Campbell explained that there are two sides to the LGBT community in Birmingham: the mainstream side, where they have to fill quotas, and the people on the other side [blacks] who feel that blacks part of the ‘mainstream’ organizations are copouts “because we’re not at their events and a part of their planning processes,” Campbell said. “They sometimes feel like we’re trying to be something we’re not, or we’re not black enough. I get it all the time: ‘Chris you’re not black.’ Take out the LGBT part of it, there is still so much racism in the black community.”

That points to another problem faced by blacks in the LGBT community: bias from within, according to some. Mallisham said she spends time with LGBT groups that are diverse because of how she has been treated by the black community.

“The truth is, I feel safer when I’m not in an all-black community,” Mallisham said. “Because even though an all-white community might say, ‘I don’t quite fit in,’ they aren’t going to give me a hard time about it.”
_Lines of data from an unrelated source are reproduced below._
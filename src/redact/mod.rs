//! Output Redaction
//!
//! Literal secret scrubbing for child output. A [`RedactionSet`] holds the
//! secrets; a [`RedactingWriter`] line-buffers a byte stream and masks every
//! completed line before it reaches the downstream sink.

pub mod writer;

pub use writer::{FilterStats, RedactingWriter};

use std::fmt;
use zeroize::Zeroizing;

/// Byte used to mask every redacted byte
pub const MASK_BYTE: u8 = b'*';

/// Ordered set of literal secrets to scrub
///
/// Entries are applied in insertion order. Secret bytes are zeroed when the
/// set is dropped.
#[derive(Clone, Default)]
pub struct RedactionSet {
    entries: Vec<Zeroizing<Vec<u8>>>,
}

impl RedactionSet {
    /// Build a set from raw entries, dropping empty ones
    pub fn new(entries: Vec<Vec<u8>>) -> Self {
        Self {
            entries: entries
                .into_iter()
                .filter(|entry| !entry.is_empty())
                .map(Zeroizing::new)
                .collect(),
        }
    }

    /// Parse a newline-delimited secret list
    ///
    /// An empty string yields an empty set, meaning nothing is redacted.
    pub fn parse(list: &str) -> Self {
        Self::new(
            list.split('\n')
                .map(|entry| entry.as_bytes().to_vec())
                .collect(),
        )
    }

    /// Number of secrets in the set
    pub fn len(&self) -> usize {
        self.entries.len()
    }

    /// Whether the set redacts nothing
    pub fn is_empty(&self) -> bool {
        self.entries.is_empty()
    }

    /// Iterate over the secrets in application order
    pub fn iter(&self) -> impl Iterator<Item = &[u8]> {
        self.entries.iter().map(|entry| entry.as_slice())
    }

    /// Mask every occurrence of every secret in `line`, in place
    ///
    /// Entries are applied one after another. Each pass scans left to right
    /// and replaces non-overlapping matches with [`MASK_BYTE`], so the line
    /// keeps its length. Returns the number of matches masked.
    pub fn redact_line(&self, line: &mut [u8]) -> usize {
        self.iter().map(|secret| mask_occurrences(line, secret)).sum()
    }
}

impl fmt::Debug for RedactionSet {
    fn fmt(&self, f: &mut fmt::Formatter<'_>) -> fmt::Result {
        f.debug_struct("RedactionSet")
            .field("entries", &self.entries.len())
            .finish()
    }
}

fn mask_occurrences(line: &mut [u8], secret: &[u8]) -> usize {
    if secret.is_empty() || secret.len() > line.len() {
        return 0;
    }

    let mut count = 0;
    let mut i = 0;
    while i + secret.len() <= line.len() {
        if &line[i..i + secret.len()] == secret {
            line[i..i + secret.len()].fill(MASK_BYTE);
            i += secret.len();
            count += 1;
        } else {
            i += 1;
        }
    }
    count
}
//! Controlling Terminal
//!
//! Thin wrappers over the host terminal: tty detection, raw mode, and the
//! current window size.

pub mod raw_mode;

pub use raw_mode::RawModeGuard;

use std::io::IsTerminal;

/// Whether stdin is attached to a terminal
pub fn is_tty() -> bool {
    std::io::stdin().is_terminal()
}

/// Current size of the terminal on stdin as `(rows, cols)`
///
/// Returns `None` when stdin is not a terminal or reports a zero size.
pub fn window_size() -> Option<(u16, u16)> {
    if !is_tty() {
        return None;
    }

    let (cols, rows) = crossterm::terminal::size()
        .map_err(|e| trace!("Window size unavailable: {}", e))
        .ok()?;

    if rows == 0 || cols == 0 {
        return None;
    }
    Some((rows, cols))
}
//! Raw Mode Guard
//!
//! Puts the controlling terminal into raw mode for the life of a guard and
//! restores the previous mode when the guard is dropped, whether the
//! session ends normally, returns an error, or unwinds from a panic.

use crossterm::terminal::{disable_raw_mode, enable_raw_mode, is_raw_mode_enabled};

use super::is_tty;
use crate::error::{Error, Result};

/// Raw mode held for as long as this value lives
#[must_use = "the terminal is restored as soon as the guard is dropped"]
#[derive(Debug)]
pub struct RawModeGuard {
    _private: (),
}

impl RawModeGuard {
    /// Switch stdin to raw mode if it is a terminal
    ///
    /// Returns `Ok(None)` when stdin is not a terminal, or when raw mode is
    /// already on and someone else owns restoring it. An error means stdin
    /// is a terminal but its mode could not be changed; the terminal is left
    /// as it was.
    pub fn for_stdin_if_tty() -> Result<Option<Self>> {
        if !is_tty() {
            return Ok(None);
        }

        if is_raw_mode_enabled().unwrap_or(false) {
            debug!("Terminal already in raw mode");
            return Ok(None);
        }

        enable_raw_mode().map_err(|e| Error::TerminalModeFailed {
            reason: format!("enable raw mode: {}", e),
        })?;

        debug!("Terminal switched to raw mode");
        Ok(Some(Self { _private: () }))
    }
}

impl Drop for RawModeGuard {
    fn drop(&mut self) {
        match disable_raw_mode() {
            Ok(()) => debug!("Terminal mode restored"),
            Err(e) => error!("Failed to restore terminal mode: {}", e),
        }
    }
}
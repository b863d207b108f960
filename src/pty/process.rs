//! PTY Process Spawning
//!
//! Allocates a pseudoterminal pair and spawns the child command on its
//! slave side using the portable-pty crate.

use portable_pty::{native_pty_system, CommandBuilder, PtySize};
use std::ffi::OsString;
use std::path::PathBuf;
use std::sync::{Arc, Mutex};

use super::handle::PtySession;
use crate::error::{Error, Result};
use crate::models::PtyProcess;

/// Default terminal height used when the real size is unknown
pub const DEFAULT_ROWS: u16 = 24;
/// Default terminal width used when the real size is unknown
pub const DEFAULT_COLS: u16 = 80;

/// Everything needed to start the child on a PTY
#[derive(Debug, Clone)]
pub struct SpawnConfig {
    /// Program to run, resolved against `PATH` in `env`
    pub command: String,
    /// Arguments, passed verbatim
    pub args: Vec<String>,
    /// Complete environment for the child
    pub env: Vec<(OsString, OsString)>,
    /// Working directory for the child
    pub working_directory: Option<PathBuf>,
    /// Initial terminal size
    pub size: PtySize,
}

impl SpawnConfig {
    /// Config that inherits this process's environment and working directory
    pub fn new(command: impl Into<String>, args: Vec<String>) -> Self {
        Self {
            command: command.into(),
            args,
            env: std::env::vars_os().collect(),
            working_directory: std::env::current_dir().ok(),
            size: PtySize {
                rows: DEFAULT_ROWS,
                cols: DEFAULT_COLS,
                pixel_width: 0,
                pixel_height: 0,
            },
        }
    }

    /// Override the initial terminal size
    pub fn with_size(mut self, rows: u16, cols: u16) -> Self {
        self.size.rows = rows;
        self.size.cols = cols;
        self
    }

    fn command_builder(&self) -> CommandBuilder {
        let mut cmd_builder = CommandBuilder::new(&self.command);
        cmd_builder.args(&self.args);

        // Pass the environment through exactly as given
        cmd_builder.env_clear();
        for (key, value) in &self.env {
            cmd_builder.env(key, value);
        }

        // portable-pty falls back to $HOME when no cwd is set
        if let Some(dir) = &self.working_directory {
            cmd_builder.cwd(dir);
        }

        cmd_builder
    }
}

/// Open a PTY pair and spawn `config.command` on it
///
/// On failure every handle created so far is dropped before returning.
pub fn spawn_pty_process(config: &SpawnConfig) -> Result<PtySession> {
    if config.command.is_empty() {
        return Err(Error::EmptyCommand);
    }

    let pty_system = native_pty_system();

    let pair = pty_system
        .openpty(config.size)
        .map_err(|e| Error::PtyCreationFailed {
            command: config.command.clone(),
            reason: e.to_string(),
        })?;

    let child = pair
        .slave
        .spawn_command(config.command_builder())
        .map_err(|e| Error::CommandSpawnFailed {
            command: config.command.clone(),
            reason: e.to_string(),
        })?;

    // Only the child may hold the slave open, otherwise the master never
    // sees EOF once the child exits
    drop(pair.slave);

    let mut process = PtyProcess::new(config.command.clone(), config.args.clone());
    process.mark_started(child.process_id());

    debug!(
        command = %config.command,
        pid = ?process.pid,
        rows = config.size.rows,
        cols = config.size.cols,
        "Spawned command on PTY"
    );

    Ok(PtySession::from_parts(
        Arc::new(Mutex::new(pair.master)),
        child,
        process,
    ))
}
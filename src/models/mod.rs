//! Core data models for ptyredact

pub mod pty_process;

// Re-exports for convenience
pub use pty_process::{ChildExit, PtyProcess, PtyState, FAILURE_EXIT_CODE};
//! ptyredact - run a command on a PTY and scrub secrets from its output
//!
//! Usage: `ptyredact [OPTIONS] <REDACTIONS> <COMMAND> [ARGS]...`
//!
//! `REDACTIONS` is a single argument holding newline-separated secrets.
//! The exit status is the child's, or 1 if the child was killed by a
//! signal or could not be started.

use std::path::PathBuf;
use std::process;

use anyhow::Context;
use clap::error::ErrorKind;
use clap::Parser;
use tracing::{debug, error, warn};

use ptyredact::{
    exit_status, logging, ConfigLoader, RedactionSet, Session, SessionConfig, SpawnConfig,
    FAILURE_EXIT_CODE,
};

/// Command line arguments
#[derive(Parser, Debug)]
#[command(name = "ptyredact")]
#[command(version)]
#[command(about = "Run a command in a pseudoterminal and redact secrets from its output")]
struct Cli {
    /// Path to configuration file
    #[arg(short, long, env = "PTYREDACT_CONFIG")]
    config: Option<PathBuf>,

    /// Log filter, e.g. `debug` or `ptyredact=trace` (PTYREDACT_LOG takes precedence)
    #[arg(long)]
    log_level: Option<String>,

    /// Append logs to this file instead of stderr
    #[arg(long)]
    log_file: Option<PathBuf>,

    /// Newline-separated secrets to redact
    #[arg(allow_hyphen_values = true)]
    redactions: String,

    /// Command to run
    command: String,

    /// Arguments for the command
    #[arg(trailing_var_arg = true, allow_hyphen_values = true)]
    args: Vec<String>,
}

fn main() {
    let cli = match Cli::try_parse() {
        Ok(cli) => cli,
        Err(e) => {
            let code = match e.kind() {
                ErrorKind::DisplayHelp | ErrorKind::DisplayVersion => 0,
                _ => FAILURE_EXIT_CODE,
            };
            let _ = e.print();
            process::exit(code);
        }
    };

    let code = match run(cli) {
        Ok(code) => code,
        Err(e) => {
            eprintln!("ptyredact: {:#}", e);
            FAILURE_EXIT_CODE
        }
    };

    process::exit(code);
}

/// Everything that must drop before `process::exit`
fn run(cli: Cli) -> anyhow::Result<i32> {
    let (mut config, config_path) = ConfigLoader::new()
        .load(cli.config.as_deref())
        .context("Failed to load configuration")?;

    if let Some(level) = cli.log_level {
        config.logging.level = level;
    }
    if let Some(file) = cli.log_file {
        config.logging.file = Some(file);
    }
    config.validate()?;

    logging::init(&config.logging).context("Failed to initialize logging")?;
    if let Some(path) = config_path {
        debug!("Loaded configuration from {}", path.display());
    }

    let redactions = RedactionSet::parse(&cli.redactions);
    if redactions.is_empty() {
        warn!("No redactions given; output passes through unchanged");
    }

    let spawn = SpawnConfig::new(cli.command, cli.args)
        .with_size(config.pty.default_rows, config.pty.default_cols);
    let mut session_config = SessionConfig::new(redactions, spawn);
    session_config.read_buffer_size = config.pty.read_buffer_size;

    let runtime = tokio::runtime::Builder::new_multi_thread()
        .enable_all()
        .build()
        .context("Failed to start async runtime")?;

    let result = runtime.block_on(Session::new(session_config).run());

    if let Err(e) = &result {
        if e.is_startup() {
            error!("Could not start command: {}", e);
        } else {
            error!("Session failed: {}", e);
        }
        eprintln!("ptyredact: {}", e);
    }

    Ok(exit_status(&result))
}
//! Pseudoterminal (PTY) Management
//!
//! Spawning the child on a PTY, the blocking copy loops that bridge it to
//! the controlling terminal, and the signal listeners that keep it sized
//! and stoppable.

pub mod handle;
pub mod process;
pub mod signals;
pub mod streams;

// Re-exports for convenience
pub use handle::{PtyResizer, PtySession};
pub use process::{spawn_pty_process, SpawnConfig};
pub use signals::Signal;
pub use streams::{pump_input, pump_output};
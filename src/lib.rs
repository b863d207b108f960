//! ptyredact - run a command on a PTY and scrub secrets from its output
//!
//! The child believes it is attached to an interactive terminal. Everything
//! it prints passes through a line-buffering filter that masks each
//! configured secret with `*` before the line reaches stdout.
//!
//! ## Module Organization
//!
//! - [`redact`] - Redaction set and the redacting stream filter
//! - [`pty`] - PTY spawning, session handle, I/O pumps, signal listeners
//! - [`terminal`] - Raw mode and window size of the controlling terminal
//! - [`session`] - Orchestrates one wrapped command run
//! - [`config`] - TOML configuration loading
//! - [`logging`] - Tracing subscriber setup
//! - [`models`] - Child process lifecycle and exit status
//! - [`mod@error`] - Error types and Result aliases
//!
//! ## Quick Start
//!
//! ```no_run
//! use ptyredact::{RedactionSet, Session, SessionConfig, SpawnConfig};
//!
//! # async fn run() -> ptyredact::Result<()> {
//! let redactions = RedactionSet::parse("hunter2\ns3cr3t-token");
//! let spawn = SpawnConfig::new("sh", vec!["-c".into(), "echo hunter2".into()]);
//!
//! let exit = Session::new(SessionConfig::new(redactions, spawn)).run().await?;
//! std::process::exit(exit.exit_code());
//! # }
//! ```
//!
//! ## Limitations
//!
//! - Redaction works on whole lines. A secret split by a newline is not
//!   masked.
//! - A final line without a trailing newline is never printed.
//! - Matching is literal and case-sensitive.

#[macro_use]
extern crate tracing;

pub mod config;
pub mod error;
pub mod logging;
pub mod models;
pub mod pty;
pub mod redact;
pub mod session;
pub mod terminal;

// Re-exports for core functionality
pub use config::{Config, ConfigLoader};
pub use error::{Error, Result};
pub use models::{ChildExit, FAILURE_EXIT_CODE};
pub use pty::{PtySession, SpawnConfig};
pub use redact::{RedactingWriter, RedactionSet};
pub use session::{exit_status, Session, SessionConfig};

/// The current version of ptyredact from Cargo.toml
pub const VERSION: &str = env!("CARGO_PKG_VERSION");

/// The application name from Cargo.toml
pub const NAME: &str = env!("CARGO_PKG_NAME");
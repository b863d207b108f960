//! Error types and Result aliases for ptyredact

use std::path::PathBuf;
use thiserror::Error;

/// Result type alias for ptyredact operations
pub type Result<T> = std::result::Result<T, Error>;

/// Main error type for ptyredact
///
/// Messages carry command names and OS reasons only. Redaction entries
/// never appear in an error.
#[derive(Debug, Error)]
pub enum Error {
    // === PTY-related errors ===
    /// Failed to allocate the PTY pair
    #[error("Failed to create PTY for command '{command}': {reason}")]
    PtyCreationFailed { command: String, reason: String },

    /// Failed to spawn command on the PTY slave
    #[error("Failed to spawn command '{command}': {reason}")]
    CommandSpawnFailed { command: String, reason: String },

    /// Failed to clone PTY reader
    #[error("Failed to clone PTY reader: {reason}")]
    PtyReaderCloneFailed { reason: String },

    /// Failed to take PTY writer
    #[error("Failed to take PTY writer: {reason}")]
    PtyWriterTakeFailed { reason: String },

    /// Failed to propagate a window size to the PTY
    #[error("Failed to resize PTY to {rows}x{cols}: {reason}")]
    PtyResizeFailed { rows: u16, cols: u16, reason: String },

    /// A task panicked while holding the PTY master
    #[error("PTY master lock poisoned")]
    PtyMasterPoisoned,

    /// Waiting on the child failed
    #[error("Failed to wait for command '{command}': {reason}")]
    ChildWaitFailed { command: String, reason: String },

    /// A background task panicked or was cancelled
    #[error("{task} task failed: {reason}")]
    TaskFailed { task: String, reason: String },

    /// Failed to install a signal listener
    #[error("Failed to listen for {signal}: {reason}")]
    SignalListenFailed { signal: String, reason: String },

    // === Terminal errors ===
    /// Raw mode could not be entered or restored
    #[error("Terminal mode change failed: {reason}")]
    TerminalModeFailed { reason: String },

    /// Writing redacted output downstream failed
    #[error("Failed to forward output: {0}")]
    OutputFailed(#[source] std::io::Error),

    // === Configuration errors ===
    /// Failed to load configuration file
    #[error("Failed to load config from '{}': {reason}", path.display())]
    ConfigLoadFailed { path: PathBuf, reason: String },

    /// Configuration validation failed
    #[error("Configuration validation failed for '{field}': {reason}")]
    ConfigValidationFailed { field: String, reason: String },

    /// No command was given to run
    #[error("Command cannot be empty")]
    EmptyCommand,

    // === I/O errors ===
    /// I/O errors
    #[error("I/O error: {0}")]
    Io(#[from] std::io::Error),
}

impl Error {
    /// Whether the error happened before a child could be spawned
    pub fn is_startup(&self) -> bool {
        matches!(
            self,
            Error::PtyCreationFailed { .. }
                | Error::CommandSpawnFailed { .. }
                | Error::PtyReaderCloneFailed { .. }
                | Error::PtyWriterTakeFailed { .. }
                | Error::ConfigLoadFailed { .. }
                | Error::ConfigValidationFailed { .. }
                | Error::EmptyCommand
        )
    }
}
//! Registry values injected into the bottle before first launch.
//!
//! The records are passed through to `bottles-cli reg add` verbatim; the
//! data column is already in the textual form the tool expects.

use std::fmt;

/// Root key every record is written under.
pub const SIMS_REGISTRY_ROOT: &str = r"HKEY_LOCAL_MACHINE\Software\Wow6432Node\Maxis\The Sims";

/// Windows registry value types used by the installer.
#[derive(Debug, Clone, Copy, PartialEq, Eq)]
pub enum RegistryValueType {
    /// `REG_SZ`
    String,
    /// `REG_DWORD`
    Dword,
}

impl RegistryValueType {
    /// Tag accepted by `--key-type`.
    #[must_use]
    pub const fn as_str(self) -> &'static str {
        match self {
            Self::String => "REG_SZ",
            Self::Dword => "REG_DWORD",
        }
    }
}

impl fmt::Display for RegistryValueType {
    fn fmt(&self, f: &mut fmt::Formatter<'_>) -> fmt::Result {
        f.write_str(self.as_str())
    }
}

/// One registry value: name, type tag and data.
#[derive(Debug, Clone, Copy, PartialEq, Eq)]
pub struct RegistryKey {
    pub value: &'static str,
    pub data_type: RegistryValueType,
    pub data: &'static str,
}

const fn sz(value: &'static str, data: &'static str) -> RegistryKey {
    RegistryKey {
        value,
        data_type: RegistryValueType::String,
        data,
    }
}

const fn dword(value: &'static str, data: &'static str) -> RegistryKey {
    RegistryKey {
        value,
        data_type: RegistryValueType::Dword,
        data,
    }
}

/// Values the game and its expansion packs look up at startup, in the
/// order they are submitted.
pub const SIMS_REGISTRY_KEYS: &[RegistryKey] = &[
    sz("EP2Installed", "1"),
    sz("EP3Installed", "1"),
    sz("EP3Patch", "2"),
    sz("EP4Installed", "1"),
    sz("EP5Installed", "1"),
    sz("EP5Patch", "1"),
    sz("EP6Installed", "1"),
    sz("EP7Installed", "1"),
    sz("EP8Installed", "1"),
    sz("EPDInstalled", "1"),
    sz("EPDPatch", "1"),
    sz("EPInstalled", "1"),
    sz("Installed", "1"),
    sz("InstallPath", r"C:\The Sims"),
    dword("Language", "1033"),
    sz("SIMS_CURRENT_NEIGHBORHOOD_NUM", "1"),
    sz("SIMS_CURRENT_NEIGHBORHOOD_PATH", "UserData"),
    sz("SIMS_DATA", r"C:\The Sims"),
    sz("SIMS_GAME_EDITION", "255"),
    sz("SIMS_LANGUAGE", "USEnglish"),
    dword("SIMS_SKU", "1"),
    sz("SIMS_SOUND", r"C:\The Sims\SoundData"),
    sz("TELEPORT", "1"),
    sz("Version", "1.2"),
];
She added: “I wish we had a microphone that could reach both communities at the same time, because they’re both saying the same thing, there shouldn’t be a Pride and Black Pride like Atlanta does. We should just have one big happy Pride.”

Mallisham is optimistic that life will improve for all members of the LGBT community.

“We’re at this point where people are appalled when people do something outlandishly racist,” Mallisham said. “I feel like we’ll get to a point where everyone is agreeably appalled when someone does something that’s outrageously homophobic.”